Yes, I know that now you can buy a few pairs of glasses cheaply; Yes, I know you should not wipe them with anything on hand; I know you can pay more and get "better scratch resistance" Coating, but this is still disturbing.

Why don't we offer (as close to complete as possible) anti-scratch lenses at an affordable price?

If price is not an issue, for example, after spending a few hours in an indoor construction site or DIY workshop, are there any lenses that will not scratch after wiping with a basic paper towel?

As early as the 1970s, there was a product called Glaze Coat (IIRC) that could be wiped on worn lenses to fill in scratches. However, the optometrist will charge $70 ($1970) for the coating.
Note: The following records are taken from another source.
//! Read-through memoization of pipeline products.
//!
//! Entries are immutable once computed and shared by `Arc`; a cache is
//! invalidated only by using a different key, never by time. There is no
//! global state: callers own their cache instances.

use aerovia_traits::Result;
use aerovia_traits::types::Date;
use serde::Serialize;
use std::collections::HashMap;
use std::fmt;
use std::hash::{DefaultHasher, Hash, Hasher};
use std::sync::Arc;

/// Key for memoized feature tables: the full provenance of the table.
///
/// The window parameters are spelled out; everything else that shapes the
/// output (model constants, input file paths) goes into `config_digest`
/// via [`FeatureCacheKey::digest`], so two runs that share a window but
/// differ in any generation parameter occupy distinct entries.
#[derive(Debug, Clone, PartialEq, Eq, Hash)]
pub struct FeatureCacheKey {
    /// Generation seed.
    pub seed: u64,
    /// First date of the generation window.
    pub start: Date,
    /// Window length in days.
    pub days: usize,
    /// Gap-fill cap used during cleaning.
    pub max_gap_fill: usize,
    /// Digest of the remaining provenance, from [`FeatureCacheKey::digest`].
    pub config_digest: u64,
}

impl FeatureCacheKey {
    /// Digest an arbitrary serializable description of the table's
    /// provenance. An unserializable value digests to zero.
    #[must_use]
    pub fn digest<T: Serialize>(provenance: &T) -> u64 {
        let mut hasher = DefaultHasher::new();
        if let Ok(bytes) = serde_json::to_vec(provenance) {
            hasher.write(&bytes);
        }
        hasher.finish()
    }
}

/// Key for memoized analysis reports: the filter applied on top of a
/// feature table. The AQI ceiling is kept as a whole index value so the
/// key stays hashable.
#[derive(Debug, Clone, PartialEq, Eq, Hash)]
pub struct FilterCacheKey {
    /// Inclusive start of the date sub-range, if any.
    pub start: Option<Date>,
    /// Inclusive end of the date sub-range, if any.
    pub end: Option<Date>,
    /// AQI ceiling, if any.
    pub max_aqi: Option<u16>,
}

/// A read-through cache from keys to immutable shared values.
pub struct ResultCache<K, V> {
    entries: HashMap<K, Arc<V>>,
}

impl<K, V> fmt::Debug for ResultCache<K, V> {
    fn fmt(&self, f: &mut fmt::Formatter<'_>) -> fmt::Result {
        f.debug_struct("ResultCache")
            .field("entries", &self.entries.len())
            .finish()
    }
}

impl<K, V> Default for ResultCache<K, V> {
    fn default() -> Self {
        Self::new()
    }
}

impl<K, V> ResultCache<K, V> {
    /// An empty cache.
    #[must_use]
    pub fn new() -> Self {
        Self {
            entries: HashMap::new(),
        }
    }

    /// Number of cached entries.
    #[must_use]
    pub fn len(&self) -> usize {
        self.entries.len()
    }

    /// Whether the cache holds no entries.
    #[must_use]
    pub fn is_empty(&self) -> bool {
        self.entries.is_empty()
    }
}

impl<K: Eq + Hash, V> ResultCache<K, V> {
    /// Look up a cached value.
    #[must_use]
    pub fn get(&self, key: &K) -> Option<Arc<V>> {
        self.entries.get(key).map(Arc::clone)
    }

    /// Return the cached value for `key`, computing and storing it on a
    /// miss. Repeated calls with the same key return the same `Arc`.
    pub fn get_or_compute(&mut self, key: K, compute: impl FnOnce() -> V) -> Arc<V> {
        Arc::clone(
            self.entries
                .entry(key)
                .or_insert_with(|| Arc::new(compute())),
        )
    }

    /// Fallible variant of [`get_or_compute`](Self::get_or_compute).
    /// A failed computation stores nothing.
    ///
    /// # Errors
    ///
    /// Propagates the error from `compute`.
    pub fn try_get_or_compute(
        &mut self,
        key: K,
        compute: impl FnOnce() -> Result<V>,
    ) -> Result<Arc<V>> {
        if let Some(value) = self.entries.get(&key) {
            return Ok(Arc::clone(value));
        }
        let value = Arc::new(compute()?);
        self.entries.insert(key, Arc::clone(&value));
        Ok(value)
    }
}
#![cfg_attr(docsrs, feature(doc_cfg, doc_auto_cfg))]
#![warn(missing_docs)]
#![forbid(unsafe_code)]

//! Core types for the aerovia air-quality / transit analytics pipeline.
//!
//! This crate provides the foundational building blocks shared by the
//! generators, cleaning pipeline, and statistics engine: typed daily
//! records, the immutable [`TimeSeriesTable`] container, the
//! [`FeatureTable`] DataFrame wrapper handed to presentation layers,
//! fixed column schemas, and the workspace-wide error taxonomy.

/// The version of the aerovia-traits crate.
pub const VERSION: &str = env!("CARGO_PKG_VERSION");

// Module declarations
pub mod error;
pub mod schema;
pub mod stats;
pub mod types;

// Re-exports
pub use error::{AeroviaError, Result};
pub use types::{
    AqiCategory, AqiRecord, DailyRecord, DatedRecord, Date, FeatureTable, TimeSeriesTable,
    TransportRecord,
};
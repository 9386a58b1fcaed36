//! US EPA AQI scale conversion.
//!
//! AQI is a piecewise-linear index over pollutant concentration. Only the
//! PM2.5 (24-hour average) table is carried here because PM2.5 is the
//! pollutant the daily index is derived from.

/// EPA PM2.5 breakpoints: `(conc_low, conc_high, index_low, index_high)`.
pub const PM25_BREAKPOINTS: [(f64, f64, f64, f64); 6] = [
    (0.0, 12.0, 0.0, 50.0),      // Good
    (12.1, 35.4, 51.0, 100.0),   // Moderate
    (35.5, 55.4, 101.0, 150.0),  // Unhealthy for sensitive groups
    (55.5, 150.4, 151.0, 200.0), // Unhealthy
    (150.5, 250.4, 201.0, 300.0), // Very unhealthy
    (250.5, 500.4, 301.0, 500.0), // Hazardous
];

/// Convert a 24-hour PM2.5 concentration (µg/m³) to an AQI value.
///
/// Linear interpolation within the matching breakpoint bracket, truncated
/// to a whole index value per the EPA formula. Concentrations in the small
/// gaps between brackets snap up to the next bracket's lower bound, negative
/// readings clamp to zero, and anything above 500.4 µg/m³ reports the
/// scale maximum of 500. A non-finite reading propagates as NaN.
#[must_use]
pub fn aqi_from_pm25(pm25: f64) -> f64 {
    if !pm25.is_finite() {
        return f64::NAN;
    }
    let pm = pm25.max(0.0);
    for &(c_low, c_high, i_low, i_high) in &PM25_BREAKPOINTS {
        if pm <= c_high {
            let c = pm.max(c_low);
            return ((i_high - i_low) / (c_high - c_low) * (c - c_low) + i_low).floor();
        }
    }
    500.0
}

#[cfg(test)]
mod tests {
    use super::*;

    #[test]
    fn test_bracket_endpoints() {
        assert_eq!(aqi_from_pm25(0.0), 0.0);
        assert_eq!(aqi_from_pm25(12.0), 50.0);
        assert_eq!(aqi_from_pm25(12.1), 51.0);
        assert_eq!(aqi_from_pm25(35.4), 100.0);
        assert_eq!(aqi_from_pm25(35.5), 101.0);
        assert_eq!(aqi_from_pm25(55.4), 150.0);
        assert_eq!(aqi_from_pm25(150.4), 200.0);
        assert_eq!(aqi_from_pm25(250.4), 300.0);
        assert_eq!(aqi_from_pm25(500.4), 500.0);
    }

    #[test]
    fn test_interior_interpolation() {
        // Midpoint of the Good bracket.
        assert_eq!(aqi_from_pm25(6.0), 25.0);
        // Monotone within and across brackets.
        let mut prev = aqi_from_pm25(0.0);
        for step in 1..=600 {
            let aqi = aqi_from_pm25(f64::from(step));
            assert!(aqi >= prev);
            prev = aqi;
        }
    }

    #[test]
    fn test_out_of_range_inputs() {
        assert_eq!(aqi_from_pm25(-3.0), 0.0);
        assert_eq!(aqi_from_pm25(600.0), 500.0);
        assert!(aqi_from_pm25(f64::NAN).is_nan());
    }

    #[test]
    fn test_gap_snaps_to_next_bracket() {
        // 12.05 sits between the Good and Moderate brackets.
        assert_eq!(aqi_from_pm25(12.05), 51.0);
    }
}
At that time they would charge 80 US dollars (1970 US dollars) for a set of contact lenses (glasses), but they only paid about 15 cents for them! (At the time, my sister worked for an ophthalmologist).

I thought every eye has its own retina. Astigmatism is an error between the two eyes, so you will see two separate images instead of one. If one eye sees two images on its retina, when you add it to one or two images of the other eye, will we see three or four images? Unless one of the images overlaps the image of the other eye. But if we close one eye, if there are indeed two images focused on the retina of that eye, will we still see two images?

I think your definition of astigmatism is incorrect or inappropriate. Unless I misunderstood what was written.

Or if there is more than one type of astigmatism. I think it is possible.

Astigmatism is caused by the cornea. For astigmatism, if you look at a light spot, it will be projected on the retina as a light spot or a ray. The problem of one eye alone (although if one eye usually has it, the other eye will also have it).